--- Data Enclosed Below ---

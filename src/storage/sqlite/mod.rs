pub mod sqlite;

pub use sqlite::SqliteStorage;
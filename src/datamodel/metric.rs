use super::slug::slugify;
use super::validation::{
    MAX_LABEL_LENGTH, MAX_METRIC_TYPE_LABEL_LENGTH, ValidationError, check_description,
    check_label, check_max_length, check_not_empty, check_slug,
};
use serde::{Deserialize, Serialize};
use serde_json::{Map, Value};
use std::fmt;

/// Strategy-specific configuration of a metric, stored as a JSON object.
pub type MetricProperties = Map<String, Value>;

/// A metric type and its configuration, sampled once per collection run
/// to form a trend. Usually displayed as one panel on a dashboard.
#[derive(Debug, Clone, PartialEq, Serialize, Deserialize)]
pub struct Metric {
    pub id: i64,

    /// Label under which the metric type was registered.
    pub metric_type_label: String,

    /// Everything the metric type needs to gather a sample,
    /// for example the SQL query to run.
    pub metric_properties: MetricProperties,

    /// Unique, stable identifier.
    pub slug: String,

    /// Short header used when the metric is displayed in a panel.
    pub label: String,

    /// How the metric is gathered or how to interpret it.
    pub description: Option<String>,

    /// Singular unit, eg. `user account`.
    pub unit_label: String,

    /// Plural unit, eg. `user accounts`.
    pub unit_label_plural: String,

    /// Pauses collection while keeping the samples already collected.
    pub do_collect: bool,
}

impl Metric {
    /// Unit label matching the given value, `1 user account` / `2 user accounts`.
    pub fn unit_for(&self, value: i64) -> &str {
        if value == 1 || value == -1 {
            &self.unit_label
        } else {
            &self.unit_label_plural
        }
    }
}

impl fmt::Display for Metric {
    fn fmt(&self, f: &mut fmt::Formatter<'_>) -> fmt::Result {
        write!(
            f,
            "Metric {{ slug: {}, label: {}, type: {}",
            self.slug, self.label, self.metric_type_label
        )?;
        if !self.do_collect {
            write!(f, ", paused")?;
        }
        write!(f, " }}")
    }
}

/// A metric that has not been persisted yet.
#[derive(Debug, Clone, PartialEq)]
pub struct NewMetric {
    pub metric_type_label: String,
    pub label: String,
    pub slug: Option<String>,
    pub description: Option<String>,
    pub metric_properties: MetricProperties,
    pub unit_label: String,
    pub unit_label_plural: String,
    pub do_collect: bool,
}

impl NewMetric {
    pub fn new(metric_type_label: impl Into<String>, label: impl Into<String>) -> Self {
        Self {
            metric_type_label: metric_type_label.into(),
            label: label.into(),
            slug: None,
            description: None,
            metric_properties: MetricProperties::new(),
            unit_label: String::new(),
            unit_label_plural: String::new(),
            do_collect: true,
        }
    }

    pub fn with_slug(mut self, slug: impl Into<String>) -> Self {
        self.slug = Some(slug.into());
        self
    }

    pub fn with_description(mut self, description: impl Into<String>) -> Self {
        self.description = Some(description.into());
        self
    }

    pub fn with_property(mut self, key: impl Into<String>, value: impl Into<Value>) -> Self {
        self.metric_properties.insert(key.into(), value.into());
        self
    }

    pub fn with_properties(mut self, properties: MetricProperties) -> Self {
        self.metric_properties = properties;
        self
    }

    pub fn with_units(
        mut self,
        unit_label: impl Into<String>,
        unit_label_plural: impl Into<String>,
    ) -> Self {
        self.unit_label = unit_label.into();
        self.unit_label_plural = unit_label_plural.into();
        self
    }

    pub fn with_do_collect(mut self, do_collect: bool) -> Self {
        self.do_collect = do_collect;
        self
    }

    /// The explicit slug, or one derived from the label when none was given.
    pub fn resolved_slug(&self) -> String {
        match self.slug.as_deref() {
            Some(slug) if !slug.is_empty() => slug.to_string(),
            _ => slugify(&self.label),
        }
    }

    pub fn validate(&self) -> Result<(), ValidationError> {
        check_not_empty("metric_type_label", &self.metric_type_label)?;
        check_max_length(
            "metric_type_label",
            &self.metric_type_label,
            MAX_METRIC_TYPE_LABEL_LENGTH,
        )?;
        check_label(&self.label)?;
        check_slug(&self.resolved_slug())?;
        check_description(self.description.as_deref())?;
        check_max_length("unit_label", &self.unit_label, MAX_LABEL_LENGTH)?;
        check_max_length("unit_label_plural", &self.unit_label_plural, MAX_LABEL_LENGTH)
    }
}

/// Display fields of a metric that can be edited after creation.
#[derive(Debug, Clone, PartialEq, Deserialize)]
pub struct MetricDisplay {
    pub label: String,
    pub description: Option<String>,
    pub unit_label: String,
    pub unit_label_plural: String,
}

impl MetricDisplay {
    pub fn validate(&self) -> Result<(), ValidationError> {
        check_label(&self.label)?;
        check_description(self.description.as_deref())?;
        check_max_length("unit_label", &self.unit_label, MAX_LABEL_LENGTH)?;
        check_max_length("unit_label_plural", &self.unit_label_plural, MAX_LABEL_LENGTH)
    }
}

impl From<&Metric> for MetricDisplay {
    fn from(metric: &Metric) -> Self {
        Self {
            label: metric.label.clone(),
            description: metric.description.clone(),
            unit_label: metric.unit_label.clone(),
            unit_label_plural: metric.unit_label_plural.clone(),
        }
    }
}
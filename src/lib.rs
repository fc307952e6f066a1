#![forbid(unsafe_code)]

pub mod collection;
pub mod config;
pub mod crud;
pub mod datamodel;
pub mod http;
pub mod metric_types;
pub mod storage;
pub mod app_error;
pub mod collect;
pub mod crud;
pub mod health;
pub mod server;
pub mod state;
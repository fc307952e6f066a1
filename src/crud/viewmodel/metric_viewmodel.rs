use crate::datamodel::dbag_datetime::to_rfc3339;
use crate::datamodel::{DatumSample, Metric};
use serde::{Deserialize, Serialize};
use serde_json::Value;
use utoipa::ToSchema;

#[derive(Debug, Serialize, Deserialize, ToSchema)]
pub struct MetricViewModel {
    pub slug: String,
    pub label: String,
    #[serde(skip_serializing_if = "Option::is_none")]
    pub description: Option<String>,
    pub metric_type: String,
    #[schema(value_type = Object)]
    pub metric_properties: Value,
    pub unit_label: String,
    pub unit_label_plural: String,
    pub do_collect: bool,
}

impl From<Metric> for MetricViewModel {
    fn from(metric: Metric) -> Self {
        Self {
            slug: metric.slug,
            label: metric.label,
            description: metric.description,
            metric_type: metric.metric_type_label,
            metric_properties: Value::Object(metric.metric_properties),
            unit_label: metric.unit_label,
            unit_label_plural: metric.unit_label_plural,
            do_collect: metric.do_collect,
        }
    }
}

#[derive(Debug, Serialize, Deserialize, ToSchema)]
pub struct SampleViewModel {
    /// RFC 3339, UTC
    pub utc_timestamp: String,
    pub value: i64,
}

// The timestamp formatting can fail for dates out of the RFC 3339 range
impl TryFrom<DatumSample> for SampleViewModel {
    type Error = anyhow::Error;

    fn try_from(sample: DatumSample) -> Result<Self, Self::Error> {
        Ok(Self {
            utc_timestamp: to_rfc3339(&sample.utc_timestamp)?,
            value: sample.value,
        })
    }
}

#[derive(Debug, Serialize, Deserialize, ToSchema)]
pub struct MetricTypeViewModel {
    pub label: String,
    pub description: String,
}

--- End of Enclosed Data ---

#### [Work required]
Each line of the data in which the string "displayed" appears needs to be copied.

#### [Result below]
/// to form a trend. Usually displayed as one panel on a dashboard.
    /// Short header used when the metric is displayed in a panel.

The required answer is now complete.